** PROMPT **
Give the entries again, exactly as they stand.
-------- INFORMATION SHOWN --------
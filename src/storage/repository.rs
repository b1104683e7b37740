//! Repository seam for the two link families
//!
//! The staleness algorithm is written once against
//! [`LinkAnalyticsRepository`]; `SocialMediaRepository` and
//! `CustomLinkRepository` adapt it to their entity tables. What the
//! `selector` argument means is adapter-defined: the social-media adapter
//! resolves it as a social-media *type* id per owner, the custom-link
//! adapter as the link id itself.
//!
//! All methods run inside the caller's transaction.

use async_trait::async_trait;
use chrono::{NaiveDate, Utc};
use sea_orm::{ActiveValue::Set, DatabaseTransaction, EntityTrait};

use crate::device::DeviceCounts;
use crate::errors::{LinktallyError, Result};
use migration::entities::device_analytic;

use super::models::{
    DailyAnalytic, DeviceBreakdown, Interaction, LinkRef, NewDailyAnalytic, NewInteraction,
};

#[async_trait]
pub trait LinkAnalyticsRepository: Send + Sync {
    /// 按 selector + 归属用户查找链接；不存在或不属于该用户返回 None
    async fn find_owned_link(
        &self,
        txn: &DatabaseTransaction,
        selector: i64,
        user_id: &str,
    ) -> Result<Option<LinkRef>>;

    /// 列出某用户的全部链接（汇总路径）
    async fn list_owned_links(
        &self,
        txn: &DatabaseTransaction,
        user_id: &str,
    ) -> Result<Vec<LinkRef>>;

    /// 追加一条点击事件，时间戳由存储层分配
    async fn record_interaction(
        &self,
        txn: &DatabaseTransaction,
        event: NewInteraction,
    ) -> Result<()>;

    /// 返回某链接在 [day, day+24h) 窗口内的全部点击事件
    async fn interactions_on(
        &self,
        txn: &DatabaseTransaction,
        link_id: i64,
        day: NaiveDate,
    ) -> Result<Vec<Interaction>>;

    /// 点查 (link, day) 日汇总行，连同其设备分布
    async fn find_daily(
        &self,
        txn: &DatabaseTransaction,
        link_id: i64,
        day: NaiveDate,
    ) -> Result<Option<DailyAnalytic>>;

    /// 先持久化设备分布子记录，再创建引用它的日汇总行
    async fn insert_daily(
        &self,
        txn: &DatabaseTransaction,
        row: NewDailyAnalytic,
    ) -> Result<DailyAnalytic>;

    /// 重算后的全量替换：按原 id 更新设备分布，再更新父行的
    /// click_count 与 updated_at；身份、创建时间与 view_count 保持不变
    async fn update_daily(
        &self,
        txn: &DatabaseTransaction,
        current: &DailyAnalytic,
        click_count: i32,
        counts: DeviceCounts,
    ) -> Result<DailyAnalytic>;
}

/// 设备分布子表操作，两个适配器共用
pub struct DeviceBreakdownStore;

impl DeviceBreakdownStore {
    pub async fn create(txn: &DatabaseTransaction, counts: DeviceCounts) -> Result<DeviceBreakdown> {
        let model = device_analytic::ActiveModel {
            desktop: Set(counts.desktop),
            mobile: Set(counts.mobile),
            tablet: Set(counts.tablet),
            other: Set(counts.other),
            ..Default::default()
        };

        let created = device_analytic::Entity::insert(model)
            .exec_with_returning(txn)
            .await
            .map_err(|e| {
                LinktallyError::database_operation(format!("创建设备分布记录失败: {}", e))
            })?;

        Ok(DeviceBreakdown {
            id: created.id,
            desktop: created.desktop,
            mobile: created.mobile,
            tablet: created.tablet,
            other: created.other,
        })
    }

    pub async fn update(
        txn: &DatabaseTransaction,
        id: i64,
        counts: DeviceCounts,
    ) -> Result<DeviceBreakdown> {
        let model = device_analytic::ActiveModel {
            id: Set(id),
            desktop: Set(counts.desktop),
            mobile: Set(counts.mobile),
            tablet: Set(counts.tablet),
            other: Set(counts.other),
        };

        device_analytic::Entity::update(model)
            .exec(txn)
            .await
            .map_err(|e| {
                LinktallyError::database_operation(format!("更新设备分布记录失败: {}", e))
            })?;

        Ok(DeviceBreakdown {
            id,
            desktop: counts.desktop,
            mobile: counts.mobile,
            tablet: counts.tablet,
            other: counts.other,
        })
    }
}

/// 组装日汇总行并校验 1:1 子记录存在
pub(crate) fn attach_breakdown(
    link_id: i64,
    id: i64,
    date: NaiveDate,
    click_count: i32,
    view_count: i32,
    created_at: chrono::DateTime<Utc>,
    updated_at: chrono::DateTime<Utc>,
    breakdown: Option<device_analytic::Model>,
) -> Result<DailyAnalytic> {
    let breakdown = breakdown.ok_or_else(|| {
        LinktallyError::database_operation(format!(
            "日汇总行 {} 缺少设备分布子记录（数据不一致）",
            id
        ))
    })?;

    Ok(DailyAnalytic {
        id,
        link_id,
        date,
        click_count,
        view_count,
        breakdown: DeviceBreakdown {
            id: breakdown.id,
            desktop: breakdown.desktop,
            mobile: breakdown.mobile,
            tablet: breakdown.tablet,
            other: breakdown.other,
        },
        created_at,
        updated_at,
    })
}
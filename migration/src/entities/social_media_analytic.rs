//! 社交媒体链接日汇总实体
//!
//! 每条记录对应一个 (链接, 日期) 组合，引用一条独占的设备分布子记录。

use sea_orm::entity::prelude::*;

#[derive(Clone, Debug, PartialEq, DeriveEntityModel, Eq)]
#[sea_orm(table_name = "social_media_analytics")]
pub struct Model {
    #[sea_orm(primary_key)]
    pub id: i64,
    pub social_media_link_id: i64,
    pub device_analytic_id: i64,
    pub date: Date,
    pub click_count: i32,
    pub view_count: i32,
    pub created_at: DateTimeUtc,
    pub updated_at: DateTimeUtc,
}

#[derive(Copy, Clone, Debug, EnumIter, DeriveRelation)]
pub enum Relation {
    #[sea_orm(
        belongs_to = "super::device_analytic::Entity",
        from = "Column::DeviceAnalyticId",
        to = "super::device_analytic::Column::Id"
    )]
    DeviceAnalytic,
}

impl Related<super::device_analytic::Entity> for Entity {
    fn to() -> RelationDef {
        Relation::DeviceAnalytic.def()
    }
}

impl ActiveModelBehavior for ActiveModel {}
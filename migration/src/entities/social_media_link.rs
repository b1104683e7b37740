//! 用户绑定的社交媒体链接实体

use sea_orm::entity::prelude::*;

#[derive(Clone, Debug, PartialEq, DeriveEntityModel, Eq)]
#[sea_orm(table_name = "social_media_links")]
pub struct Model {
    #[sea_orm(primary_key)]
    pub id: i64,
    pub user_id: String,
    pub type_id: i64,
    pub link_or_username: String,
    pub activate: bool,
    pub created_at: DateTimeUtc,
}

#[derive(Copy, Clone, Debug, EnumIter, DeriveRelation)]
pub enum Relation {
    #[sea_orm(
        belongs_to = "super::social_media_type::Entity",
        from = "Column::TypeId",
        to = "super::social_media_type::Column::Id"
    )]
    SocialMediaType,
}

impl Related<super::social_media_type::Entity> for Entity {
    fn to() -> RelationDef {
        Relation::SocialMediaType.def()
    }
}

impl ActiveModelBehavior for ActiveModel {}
--------
** RESPONSE **
filename src/storage/repository.rs
repository b1104683e7b37740
//! Repository seam for the two link families
//!
//! The staleness algorithm is written once against
//! [`LinkAnalyticsRepository`]; `SocialMediaRepository` and
//! `CustomLinkRepository` adapt it to their entity tables. What the
//! `selector` argument means is adapter-defined: the social-media adapter
//! resolves it as a social-media *type* id per owner, the custom-link
//! adapter as the link id itself.
//!
//! All methods run inside the caller's transaction.

use async_trait::async_trait;
use chrono::{NaiveDate, Utc};
use sea_orm::{ActiveValue::Set, DatabaseTransaction, EntityTrait};

use crate::device::DeviceCounts;
use crate::errors::{LinktallyError, Result};
use migration::entities::device_analytic;

use super::models::{
    DailyAnalytic, DeviceBreakdown, Interaction, LinkRef, NewDailyAnalytic, NewInteraction,
};

#[async_trait]
pub trait LinkAnalyticsRepository: Send + Sync {
    /// 按 selector + 归属用户查找链接；不存在或不属于该用户返回 None
    async fn find_owned_link(
        &self,
        txn: &DatabaseTransaction,
        selector: i64,
        user_id: &str,
    ) -> Result<Option<LinkRef>>;

    /// 列出某用户的全部链接（汇总路径）
    async fn list_owned_links(
        &self,
        txn: &DatabaseTransaction,
        user_id: &str,
    ) -> Result<Vec<LinkRef>>;

    /// 追加一条点击事件，时间戳由存储层分配
    async fn record_interaction(
        &self,
        txn: &DatabaseTransaction,
        event: NewInteraction,
    ) -> Result<()>;

    /// 返回某链接在 [day, day+24h) 窗口内的全部点击事件
    async fn interactions_on(
        &self,
        txn: &DatabaseTransaction,
        link_id: i64,
        day: NaiveDate,
    ) -> Result<Vec<Interaction>>;

    /// 点查 (link, day) 日汇总行，连同其设备分布
    async fn find_daily(
        &self,
        txn: &DatabaseTransaction,
        link_id: i64,
        day: NaiveDate,
    ) -> Result<Option<DailyAnalytic>>;

    /// 先持久化设备分布子记录，再创建引用它的日汇总行
    async fn insert_daily(
        &self,
        txn: &DatabaseTransaction,
        row: NewDailyAnalytic,
    ) -> Result<DailyAnalytic>;

    /// 重算后的全量替换：按原 id 更新设备分布，再更新父行的
    /// click_count 与 updated_at；身份、创建时间与 view_count 保持不变
    async fn update_daily(
        &self,
        txn: &DatabaseTransaction,
        current: &DailyAnalytic,
        click_count: i32,
        counts: DeviceCounts,
    ) -> Result<DailyAnalytic>;
}

/// 设备分布子表操作，两个适配器共用
pub struct DeviceBreakdownStore;

impl DeviceBreakdownStore {
    pub async fn create(txn: &DatabaseTransaction, counts: DeviceCounts) -> Result<DeviceBreakdown> {
        let model = device_analytic::ActiveModel {
            desktop: Set(counts.desktop),
            mobile: Set(counts.mobile),
            tablet: Set(counts.tablet),
            other: Set(counts.other),
            ..Default::default()
        };

        let created = device_analytic::Entity::insert(model)
            .exec_with_returning(txn)
            .await
            .map_err(|e| {
                LinktallyError::database_operation(format!("创建设备分布记录失败: {}", e))
            })?;

        Ok(DeviceBreakdown {
            id: created.id,
            desktop: created.desktop,
            mobile: created.mobile,
            tablet: created.tablet,
            other: created.other,
        })
    }

    pub async fn update(
        txn: &DatabaseTransaction,
        id: i64,
        counts: DeviceCounts,
    ) -> Result<DeviceBreakdown> {
        let model = device_analytic::ActiveModel {
            id: Set(id),
            desktop: Set(counts.desktop),
            mobile: Set(counts.mobile),
            tablet: Set(counts.tablet),
            other: Set(counts.other),
        };

        device_analytic::Entity::update(model)
            .exec(txn)
            .await
            .map_err(|e| {
                LinktallyError::database_operation(format!("更新设备分布记录失败: {}", e))
            })?;

        Ok(DeviceBreakdown {
            id,
            desktop: counts.desktop,
            mobile: counts.mobile,
            tablet: counts.tablet,
            other: counts.other,
        })
    }
}

/// 组装日汇总行并校验 1:1 子记录存在
pub(crate) fn attach_breakdown(
    link_id: i64,
    id: i64,
    date: NaiveDate,
    click_count: i32,
    view_count: i32,
    created_at: chrono::DateTime<Utc>,
    updated_at: chrono::DateTime<Utc>,
    breakdown: Option<device_analytic::Model>,
) -> Result<DailyAnalytic> {
    let breakdown = breakdown.ok_or_else(|| {
        LinktallyError::database_operation(format!(
            "日汇总行 {} 缺少设备分布子记录（数据不一致）",
            id
        ))
    })?;

    Ok(DailyAnalytic {
        id,
        link_id,
        date,
        click_count,
        view_count,
        breakdown: DeviceBreakdown {
            id: breakdown.id,
            desktop: breakdown.desktop,
            mobile: breakdown.mobile,
            tablet: breakdown.tablet,
            other: breakdown.other,
        },
        created_at,
        updated_at,
    })
}
filename migration/src/entities/social_media_analytic.rs
//! 社交媒体链接日汇总实体
//!
//! 每条记录对应一个 (链接, 日期) 组合，引用一条独占的设备分布子记录。

use sea_orm::entity::prelude::*;

#[derive(Clone, Debug, PartialEq, DeriveEntityModel, Eq)]
#[sea_orm(table_name = "social_media_analytics")]
pub struct Model {
    #[sea_orm(primary_key)]
    pub id: i64,
    pub social_media_link_id: i64,
    pub device_analytic_id: i64,
    pub date: Date,
    pub click_count: i32,
    pub view_count: i32,
    pub created_at: DateTimeUtc,
    pub updated_at: DateTimeUtc,
}

#[derive(Copy, Clone, Debug, EnumIter, DeriveRelation)]
pub enum Relation {
    #[sea_orm(
        belongs_to = "super::device_analytic::Entity",
        from = "Column::DeviceAnalyticId",
        to = "super::device_analytic::Column::Id"
    )]
    DeviceAnalytic,
}

impl Related<super::device_analytic::Entity> for Entity {
    fn to() -> RelationDef {
        Relation::DeviceAnalytic.def()
    }
}

impl ActiveModelBehavior for ActiveModel {}
filename migration/src/entities/social_media_link.rs
repository b1104683e7b37740
//! 用户绑定的社交媒体链接实体

use sea_orm::entity::prelude::*;

#[derive(Clone, Debug, PartialEq, DeriveEntityModel, Eq)]
#[sea_orm(table_name = "social_media_links")]
pub struct Model {
    #[sea_orm(primary_key)]
    pub id: i64,
    pub user_id: String,
    pub type_id: i64,
    pub link_or_username: String,
    pub activate: bool,
    pub created_at: DateTimeUtc,
}

#[derive(Copy, Clone, Debug, EnumIter, DeriveRelation)]
pub enum Relation {
    #[sea_orm(
        belongs_to = "super::social_media_type::Entity",
        from = "Column::TypeId",
        to = "super::social_media_type::Column::Id"
    )]
    SocialMediaType,
}

impl Related<super::social_media_type::Entity> for Entity {
    fn to() -> RelationDef {
        Relation::SocialMediaType.def()
    }
}

impl ActiveModelBehavior for ActiveModel {}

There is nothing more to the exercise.